↓↓↓

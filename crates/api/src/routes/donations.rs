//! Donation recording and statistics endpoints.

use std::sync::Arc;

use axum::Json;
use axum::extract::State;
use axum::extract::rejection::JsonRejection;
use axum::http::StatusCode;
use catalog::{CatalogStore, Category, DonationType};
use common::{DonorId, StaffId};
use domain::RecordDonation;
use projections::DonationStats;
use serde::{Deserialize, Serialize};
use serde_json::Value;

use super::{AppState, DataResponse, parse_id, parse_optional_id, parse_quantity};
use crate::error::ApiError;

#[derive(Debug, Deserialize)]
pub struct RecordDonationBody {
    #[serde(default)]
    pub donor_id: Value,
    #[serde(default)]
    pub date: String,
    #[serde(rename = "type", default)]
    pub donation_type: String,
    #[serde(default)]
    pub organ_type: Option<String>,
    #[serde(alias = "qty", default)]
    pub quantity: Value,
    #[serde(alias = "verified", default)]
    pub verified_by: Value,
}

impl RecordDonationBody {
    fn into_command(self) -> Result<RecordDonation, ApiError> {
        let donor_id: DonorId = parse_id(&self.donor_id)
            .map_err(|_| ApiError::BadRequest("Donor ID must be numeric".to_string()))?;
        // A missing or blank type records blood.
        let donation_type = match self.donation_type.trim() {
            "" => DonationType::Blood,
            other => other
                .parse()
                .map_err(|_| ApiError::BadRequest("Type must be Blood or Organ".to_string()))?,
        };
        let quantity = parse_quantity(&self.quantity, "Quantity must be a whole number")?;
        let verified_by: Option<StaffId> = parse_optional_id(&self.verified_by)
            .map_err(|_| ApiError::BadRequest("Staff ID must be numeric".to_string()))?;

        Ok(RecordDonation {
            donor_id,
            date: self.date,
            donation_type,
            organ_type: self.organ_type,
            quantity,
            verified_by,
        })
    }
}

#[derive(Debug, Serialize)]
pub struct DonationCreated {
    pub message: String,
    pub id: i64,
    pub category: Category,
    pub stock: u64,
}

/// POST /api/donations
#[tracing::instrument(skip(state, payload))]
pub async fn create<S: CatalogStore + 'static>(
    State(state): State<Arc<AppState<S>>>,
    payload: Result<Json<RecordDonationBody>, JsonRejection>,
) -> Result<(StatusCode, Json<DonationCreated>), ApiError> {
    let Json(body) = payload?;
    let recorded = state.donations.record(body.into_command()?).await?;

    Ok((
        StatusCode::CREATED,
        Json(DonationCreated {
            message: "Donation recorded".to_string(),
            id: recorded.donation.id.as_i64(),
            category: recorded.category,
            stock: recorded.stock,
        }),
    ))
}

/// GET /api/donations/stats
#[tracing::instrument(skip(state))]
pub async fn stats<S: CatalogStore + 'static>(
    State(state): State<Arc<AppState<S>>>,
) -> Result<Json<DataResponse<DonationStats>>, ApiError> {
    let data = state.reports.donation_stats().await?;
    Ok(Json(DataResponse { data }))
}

↑↑↑
↓↓↓

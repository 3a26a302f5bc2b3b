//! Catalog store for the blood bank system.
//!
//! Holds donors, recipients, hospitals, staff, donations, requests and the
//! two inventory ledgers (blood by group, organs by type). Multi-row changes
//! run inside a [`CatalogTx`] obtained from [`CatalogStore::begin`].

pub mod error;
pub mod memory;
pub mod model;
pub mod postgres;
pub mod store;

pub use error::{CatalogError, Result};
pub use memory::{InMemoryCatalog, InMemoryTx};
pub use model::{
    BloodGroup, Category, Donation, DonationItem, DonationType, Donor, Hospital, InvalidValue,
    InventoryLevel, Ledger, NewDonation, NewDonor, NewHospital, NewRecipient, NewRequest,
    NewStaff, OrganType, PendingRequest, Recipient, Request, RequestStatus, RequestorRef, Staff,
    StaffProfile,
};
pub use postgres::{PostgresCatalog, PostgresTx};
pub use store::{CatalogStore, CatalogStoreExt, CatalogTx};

↑↑↑
↓↓↓

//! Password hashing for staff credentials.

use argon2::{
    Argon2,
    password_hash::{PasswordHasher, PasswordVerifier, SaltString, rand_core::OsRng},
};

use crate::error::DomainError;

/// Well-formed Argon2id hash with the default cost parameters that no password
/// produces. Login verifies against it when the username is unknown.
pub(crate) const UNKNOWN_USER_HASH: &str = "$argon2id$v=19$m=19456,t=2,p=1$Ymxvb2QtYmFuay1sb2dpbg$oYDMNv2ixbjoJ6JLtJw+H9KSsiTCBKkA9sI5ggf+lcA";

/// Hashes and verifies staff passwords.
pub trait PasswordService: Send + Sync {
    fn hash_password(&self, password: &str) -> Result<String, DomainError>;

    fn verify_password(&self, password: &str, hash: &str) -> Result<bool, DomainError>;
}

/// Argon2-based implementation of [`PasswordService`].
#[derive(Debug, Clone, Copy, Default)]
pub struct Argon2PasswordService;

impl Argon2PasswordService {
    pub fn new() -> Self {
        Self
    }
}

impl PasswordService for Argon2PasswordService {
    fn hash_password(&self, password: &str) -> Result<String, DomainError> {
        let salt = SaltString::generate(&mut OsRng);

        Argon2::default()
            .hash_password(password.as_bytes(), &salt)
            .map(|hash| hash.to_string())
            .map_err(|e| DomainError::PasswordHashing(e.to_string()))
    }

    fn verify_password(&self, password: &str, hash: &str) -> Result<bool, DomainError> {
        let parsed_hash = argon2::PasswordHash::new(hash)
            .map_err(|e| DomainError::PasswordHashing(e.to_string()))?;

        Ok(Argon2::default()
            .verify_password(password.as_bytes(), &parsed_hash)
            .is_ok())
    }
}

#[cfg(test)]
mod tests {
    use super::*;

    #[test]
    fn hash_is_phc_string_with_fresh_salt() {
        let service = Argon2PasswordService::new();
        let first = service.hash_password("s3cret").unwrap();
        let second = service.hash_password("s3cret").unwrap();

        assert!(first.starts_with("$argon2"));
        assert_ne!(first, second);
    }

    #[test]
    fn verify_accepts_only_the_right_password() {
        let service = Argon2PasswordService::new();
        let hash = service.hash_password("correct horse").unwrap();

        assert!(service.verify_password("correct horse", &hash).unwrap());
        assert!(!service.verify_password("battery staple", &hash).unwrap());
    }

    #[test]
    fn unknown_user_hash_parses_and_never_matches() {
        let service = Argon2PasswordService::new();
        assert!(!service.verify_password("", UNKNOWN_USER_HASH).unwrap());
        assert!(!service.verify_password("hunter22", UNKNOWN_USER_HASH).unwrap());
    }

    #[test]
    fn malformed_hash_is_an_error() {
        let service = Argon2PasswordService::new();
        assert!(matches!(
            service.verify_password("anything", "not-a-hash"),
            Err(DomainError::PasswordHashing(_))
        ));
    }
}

↑↑↑

Reproduce each line in the listing above that mentions the string "DataResponse".

[Answer space]
use super::{AppState, DataResponse, parse_id, parse_optional_id, parse_quantity};
) -> Result<Json<DataResponse<DonationStats>>, ApiError> {
    Ok(Json(DataResponse { data }))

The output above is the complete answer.